Extended Data Fig. 3. Omics data quality control and pathway enrichments.

a, Significantly changing genes for RNA, proteins for protein abundance, and phosphorylation sites for phosphoproteomics data. Significance was defined as abs(log2FC)>1 and adjusted p-value < 0.05. Red depicts positive log2 fold changes whereas blue depicts negative log2 fold changes. b, Principal components analysis (PCA) on normalized RNA transcripts per million (TPM), protein intensities, or phosphorylation site intensities. Non-finite values were removed and detections (transcripts, proteins, or phosphorylation sites) not shared (non-finite) between all conditions were discarded prior to analysis.
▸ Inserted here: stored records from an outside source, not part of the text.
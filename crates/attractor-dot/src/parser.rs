use indexmap::IndexMap;
use std::time::Duration;

use winnow::ascii::{digit1, multispace0};
use winnow::combinator::{alt, opt, preceded, repeat};
use winnow::error::{ContextError, ErrMode, StrContext, StrContextValue};
use winnow::token::{literal, take_while};
use winnow::{ModalResult, Parser};

use crate::ast::*;

fn make_cut_error(desc: &'static str) -> ErrMode<ContextError<StrContext>> {
    let mut e = ContextError::new();
    e.push(StrContext::Expected(StrContextValue::Description(desc)));
    ErrMode::Cut(e)
}

/// Strip `//` line comments and `/* */` block comments from the input.
pub(crate) fn strip_comments(input: &str) -> String {
    let mut out = String::with_capacity(input.len());
    let bytes = input.as_bytes();
    let len = bytes.len();
    let mut i = 0;

    while i < len {
        if i + 1 < len && bytes[i] == b'/' && bytes[i + 1] == b'/' {
            // line comment — skip until newline
            i += 2;
            while i < len && bytes[i] != b'\n' {
                i += 1;
            }
        } else if i + 1 < len && bytes[i] == b'/' && bytes[i + 1] == b'*' {
            // block comment — skip until */
            i += 2;
            while i + 1 < len && !(bytes[i] == b'*' && bytes[i + 1] == b'/') {
                // preserve newlines so line numbers stay correct
                if bytes[i] == b'\n' {
                    out.push('\n');
                }
                i += 1;
            }
            if i + 1 < len {
                i += 2; // skip */
            }
        } else if bytes[i] == b'"' {
            // inside a string literal — copy verbatim, handling escapes
            out.push('"');
            i += 1;
            while i < len {
                if bytes[i] == b'\\' && i + 1 < len {
                    out.push(bytes[i] as char);
                    out.push(bytes[i + 1] as char);
                    i += 2;
                } else if bytes[i] == b'"' {
                    out.push('"');
                    i += 1;
                    break;
                } else {
                    out.push(bytes[i] as char);
                    i += 1;
                }
            }
        } else {
            out.push(bytes[i] as char);
            i += 1;
        }
    }
    out
}
//! Edge selection: after a node completes, picks at most one outbound edge.
//!
//! Priority cascade: condition match, suggested-next-id preference, then a
//! weight-then-lexical tie-break over the unconditional edges.

use crate::condition::{evaluate_condition, parse_condition};
use crate::graph::{PipelineEdge, PipelineGraph};

/// Select the next edge to follow after a node completes.
/// Returns `None` if no edges are available (terminal node) or none qualify.
pub fn select_edge<'a>(
    node_id: &str,
    outcome: &attractor_types::Outcome,
    resolve: &dyn Fn(&str) -> String,
    graph: &'a PipelineGraph,
) -> Option<&'a PipelineEdge> {
    let edges = graph.outgoing_edges(node_id);
    if edges.is_empty() {
        return None;
    }

    // Step 1: edges whose condition is present and evaluates true are
    // candidates; edges with no condition are never condition-matches.
    let condition_edges: Vec<_> = edges
        .iter()
        .filter(|e| {
            e.condition
                .as_ref()
                .map(|cond| {
                    parse_condition(cond)
                        .map(|expr| evaluate_condition(&expr, resolve))
                        .unwrap_or(false)
                })
                .unwrap_or(false)
        })
        .collect();
    if !condition_edges.is_empty() {
        return Some(pick_among(&condition_edges, outcome));
    }

    // Step 2 (of the candidate set: all edges that have no condition, i.e.
    // unconditional matches): prefer one whose `to` is in suggestedNextIds.
    let unconditional: Vec<_> = edges.iter().filter(|e| e.condition.is_none()).collect();
    if unconditional.is_empty() {
        return edges.first();
    }
    Some(pick_among(&unconditional, outcome))
}

/// Within a candidate set, prefer a `suggestedNextIds` match (in the
/// outcome's listed order); otherwise tie-break by weight then lexical `to`.
fn pick_among<'a>(candidates: &[&'a PipelineEdge], outcome: &attractor_types::Outcome) -> &'a PipelineEdge {
    for suggested in &outcome.suggested_next_ids {
        if let Some(edge) = candidates.iter().find(|e| e.to == *suggested) {
            return edge;
        }
    }
    best_by_weight_then_lexical(candidates)
}

/// Pick the edge with the highest weight; break ties by lexicographically
/// smallest `to` field.
fn best_by_weight_then_lexical<'a>(edges: &[&'a PipelineEdge]) -> &'a PipelineEdge {
    edges
        .iter()
        .copied()
        .max_by(|a, b| {
            a.weight
                .cmp(&b.weight)
                .then(b.to.cmp(&a.to)) // lexical ascending = reverse compare
        })
        .unwrap()
}

#[cfg(test)]
mod tests {
    use super::*;
    use crate::graph::PipelineGraph;

    fn parse_and_build(dot: &str) -> PipelineGraph {
        let graph = attractor_dot::parse(dot).unwrap();
        PipelineGraph::from_dot(graph).unwrap()
    }

    fn make_outcome() -> attractor_types::Outcome {
        attractor_types::Outcome::success("ok")
    }

    fn make_resolve(outcome_val: &str) -> impl Fn(&str) -> String + '_ {
        move |key: &str| match key {
            "outcome" => outcome_val.to_string(),
            _ => String::new(),
        }
    }

    #[test]
    fn step1_condition_match_takes_priority() {
        let pg = parse_and_build(
            r#"digraph G {
            A -> B [condition="outcome=success"]
            A -> C
        }"#,
        );
        let outcome = make_outcome();
        let resolve = make_resolve("success");
        let edge = select_edge("A", &outcome, &resolve, &pg).unwrap();
        assert_eq!(edge.to, "B");
    }

    #[test]
    fn step2_suggested_next_id_among_conditioned_candidates() {
        let pg = parse_and_build(
            r#"digraph G {
            A -> B [condition="outcome=success"]
            A -> C [condition="outcome=success"]
        }"#,
        );
        let mut outcome = make_outcome();
        outcome.suggested_next_ids = vec!["C".to_string()];
        let resolve = make_resolve("success");
        let edge = select_edge("A", &outcome, &resolve, &pg).unwrap();
        assert_eq!(edge.to, "C");
    }

    #[test]
    fn step3_suggested_next_id_among_unconditional() {
        let pg = parse_and_build(
            r#"digraph G {
            A -> B
            A -> C
        }"#,
        );
        let mut outcome = make_outcome();
        outcome.suggested_next_ids = vec!["C".to_string()];
        let resolve = make_resolve("unknown");
        let edge = select_edge("A", &outcome, &resolve, &pg).unwrap();
        assert_eq!(edge.to, "C");
    }

    #[test]
    fn step4_highest_weight_wins() {
        let pg = parse_and_build(
            r#"digraph G {
            A -> B [weight=1]
            A -> C [weight=5]
        }"#,
        );
        let outcome = make_outcome();
        let resolve = make_resolve("unknown");
        let edge = select_edge("A", &outcome, &resolve, &pg).unwrap();
        assert_eq!(edge.to, "C");
    }

    #[test]
    fn step5_lexical_tiebreak() {
        let pg = parse_and_build(
            r#"digraph G {
            A -> C [weight=1]
            A -> B [weight=1]
        }"#,
        );
        let outcome = make_outcome();
        let resolve = make_resolve("unknown");
        let edge = select_edge("A", &outcome, &resolve, &pg).unwrap();
        assert_eq!(edge.to, "B");
    }

    #[test]
    fn no_edges_returns_none() {
        let pg = parse_and_build(
            r#"digraph G {
            A [label="terminal"]
        }"#,
        );
        let outcome = make_outcome();
        let resolve = make_resolve("unknown");
        assert!(select_edge("A", &outcome, &resolve, &pg).is_none());
    }

    #[test]
    fn condition_false_skips_to_unconditional_step() {
        let pg = parse_and_build(
            r#"digraph G {
            A -> B [condition="outcome=fail"]
            A -> C
        }"#,
        );
        let outcome = make_outcome();
        let resolve = make_resolve("success");
        let edge = select_edge("A", &outcome, &resolve, &pg).unwrap();
        assert_eq!(edge.to, "C");
    }

    #[test]
    fn malformed_condition_treated_as_false() {
        let pg = parse_and_build(
            r#"digraph G {
            A -> B [condition="=bad"]
            A -> C
        }"#,
        );
        let outcome = make_outcome();
        let resolve = make_resolve("success");
        let edge = select_edge("A", &outcome, &resolve, &pg).unwrap();
        assert_eq!(edge.to, "C");
    }

    #[test]
    fn two_equal_weight_candidates_lexically_smaller_to_wins() {
        let pg = parse_and_build(
            r#"digraph G {
            A -> bravo [weight=2]
            A -> alpha [weight=2]
        }"#,
        );
        let outcome = make_outcome();
        let resolve = make_resolve("unknown");
        let edge = select_edge("A", &outcome, &resolve, &pg).unwrap();
        assert_eq!(edge.to, "alpha");
    }
}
Coloured numbers indicate biological replicates. c, Pairwise Pearson’s correlation between RNA, protein, or phosphorylation site abundance among replicates within the same condition (red) or between distinct conditions (black). d, Number of genes expressed above baseline in RNA-seq dataset per replicate. e, Number of peptides and proteins detected per replicate in the abundance proteomics dataset. f, Number of phosphorylated peptides and corresponding proteins from the phosphoproteomics dataset. g, Fraction of peptides from protein abundance (left) or phosphoproteomics (right; phosphorylated peptides) that overlap between two replicates. h, Correlation between Log2 fold-change (log2FC) phosphorylation sites and log2FC abundance of the corresponding protein. Dots are coloured according to the comparison between conditions.